Given the further progression in visual field, the decision was taken to escalate IOP-lowering treatment and the patient was commenced on a topical carbonic anhydrase inhibitor, beta-blocker and an alpha-2-agonist, in addition to the prostaglandin analogue. This resulted in a further decrease in IOP, to 9 mmHg in each eye (36% reduction from baseline). The patient tolerated the treatment well and decided to continue with this treatment and after 1 year, feels her vision has remained stable, which was confirmed with repeat perimetry (MD right eye -23.75 and -23.05 left eye).
Despite rapid visual field loss over the preceding 12 months, the patient described in this case showed subjective and objective stabilization following instigation of IOP lowering medication. It is important to acknowledge that this is a single case and other patients may not respond similarly, however the cases raises the possibility that IOP-lowering may have a role in some patients with ONHD.
The mechanism of visual field loss in ONHD is poorly understood, however, it has been postulated that enlarging drusen may damage RGC axons directly through mechanical insult, or indirectly by compressing ONH vasculature leading to ischemia12. Therefore the suggested mechanism of visual loss in ONHD is not dissimilar from that believed to occur in the pathogenesis of glaucoma14. Progressive visual field loss is not infrequent15 with Mustonen and colleagues reporting visual field progression in 22% of patients with ONHD16. The rate of ONHD-related visual field loss is usually slow17, however our patient experienced a fast rate with a change in MD from -3.13 to -17.3 in the left eye and from -15.57 to – 22.50 in the right eye in just over 12 months.
Most previous cases of rapid visual loss in ONHD have been associated with an acute vascular event or choroidal neovascualarization.

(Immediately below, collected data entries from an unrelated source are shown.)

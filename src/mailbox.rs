//! Mailbox identifiers and random address generation.
//!
//! temp-mail.org looks mailboxes up by the MD5 digest of the full address, and
//! addresses are an arbitrary alphanumeric local part followed by one of the
//! service's domain suffixes (which already carry the leading `@`).

use crate::{Error, Result};
use md5::{Digest, Md5};
use rand::Rng;
use rand::distr::Alphanumeric;
use rand::seq::IndexedRandom;

/// Local-part length used by [`Client::generate_email`](crate::Client::generate_email).
pub const DEFAULT_LOCAL_PART_LEN: usize = 7;

/// Compute the mailbox identifier for an email address.
///
/// Returns the lowercase hex MD5 digest of the address bytes, always 32 characters.
///
/// # Examples
/// ```
/// use tempmail_client::mailbox_id;
///
/// assert_eq!(mailbox_id("a@example.com"), mailbox_id("a@example.com"));
/// assert_eq!(mailbox_id("a@example.com").len(), 32);
/// ```
pub fn mailbox_id(email: &str) -> String {
    hex::encode(Md5::digest(email.as_bytes()))
}

/// Build a random address from a list of domain suffixes.
///
/// `len` characters are drawn uniformly from `A-Z`, `a-z` and `0-9`, then one domain
/// is drawn uniformly from `domains` and appended as-is.
///
/// # Errors
/// Returns [`Error::NoDomains`] when `domains` is empty.
///
/// # Examples
/// ```
/// use rand::SeedableRng;
/// use rand::rngs::StdRng;
/// use tempmail_client::random_address;
///
/// let mut rng = StdRng::seed_from_u64(7);
/// let email = random_address(&mut rng, &["@example.com"], 10).unwrap();
/// assert!(email.ends_with("@example.com"));
/// assert_eq!(email.len(), 10 + "@example.com".len());
/// ```
pub fn random_address<R, D>(rng: &mut R, domains: &[D], len: usize) -> Result<String>
where
    R: Rng + ?Sized,
    D: AsRef<str>,
{
    let domain = domains.choose(rng).ok_or(Error::NoDomains)?.as_ref();

    let mut address = String::with_capacity(len + domain.len());
    address.extend((0..len).map(|_| char::from(rng.sample(Alphanumeric))));
    address.push_str(domain);

    Ok(address)
}

#[cfg(test)]
mod tests {
    use super::*;
    use rand::SeedableRng;
    use rand::rngs::StdRng;

    #[test]
    fn mailbox_id_matches_known_digest() {
        // md5("") and md5("abc") from RFC 1321.
        assert_eq!(mailbox_id(""), "d41d8cd98f00b204e9800998ecf8427e");
        assert_eq!(mailbox_id("abc"), "900150983cd24fb0d6963f7d28e17f72");
    }

    #[test]
    fn mailbox_id_is_lowercase_hex() {
        for email in ["user@example.com", "MiXeD@Example.COM", "ünïcode@example.org"] {
            let id = mailbox_id(email);
            assert_eq!(id.len(), 32);
            assert!(
                id.chars()
                    .all(|c| c.is_ascii_digit() || ('a'..='f').contains(&c)),
                "unexpected id {id}"
            );
            assert_eq!(id, mailbox_id(email));
        }
    }

    #[test]
    fn random_address_has_requested_shape() {
        let domains = ["@one.test", "@two.test", "@three.test"];
        let mut rng = StdRng::seed_from_u64(42);

        for len in [1, 7, 20] {
            let email = random_address(&mut rng, &domains, len).unwrap();
            let (local, domain) = email.split_at(len);
            assert!(local.chars().all(|c| c.is_ascii_alphanumeric()));
            assert!(domains.contains(&domain), "unexpected domain {domain}");
        }
    }

    #[test]
    fn random_address_is_deterministic_for_seeded_rng() {
        let domains = vec!["@a.test".to_string(), "@b.test".to_string()];
        let first = random_address(&mut StdRng::seed_from_u64(1), &domains, 12).unwrap();
        let second = random_address(&mut StdRng::seed_from_u64(1), &domains, 12).unwrap();
        assert_eq!(first, second);
    }

    #[test]
    fn random_address_draws_every_domain_eventually() {
        let domains = ["@a.test", "@b.test"];
        let mut rng = StdRng::seed_from_u64(3);
        let mut seen = [false; 2];

        for _ in 0..200 {
            let email = random_address(&mut rng, &domains, 4).unwrap();
            if email.ends_with("@a.test") {
                seen[0] = true;
            } else {
                seen[1] = true;
            }
        }

        assert_eq!(seen, [true, true]);
    }

    #[test]
    fn random_address_with_zero_length_is_just_the_domain() {
        let mut rng = StdRng::seed_from_u64(0);
        assert_eq!(
            random_address(&mut rng, &["@only.test"], 0).unwrap(),
            "@only.test"
        );
    }

    #[test]
    fn random_address_rejects_empty_domain_list() {
        let mut rng = StdRng::seed_from_u64(0);
        let domains: [&str; 0] = [];
        let err = random_address(&mut rng, &domains, 7).unwrap_err();
        assert!(matches!(err, Error::NoDomains));
    }
}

We performed FFA to investigate for secondary causes of visual loss and to look for disc leakage, however FFA was normal. Reduced amplitude and prolonged latency on the VEP, with a normal electroretinogram, suggested visual loss was due to an optic neuropathy. This is in agreement with previous studies, which have shown patients with ONHD to have prolonged latency on VEPs18, 19, 20, a finding consistent with a mechanical compressive mechanism of axonal damage. The prolonged latency and reduced amplitude in our patient was likely due to the marked extent of the nerve damage 21. Although our patient had marked ONHD, as evident from the EDI-OCT, B scan ultrasonography and autofluorescence, it is not possible to be certain that ONHD was the sole cause of visual deterioration. It is conceivable that she also had coexisting normal tension glaucoma, however the rapid deterioration in visual field would not be characteristic of this condition. Given the difficulty of diagnosing glaucoma in patients with ONHD, and the possible increased risk of IOP-mediated RGC injury in an already compromised eye, we opted to treat our patient with topical IOP lowering medication7,22.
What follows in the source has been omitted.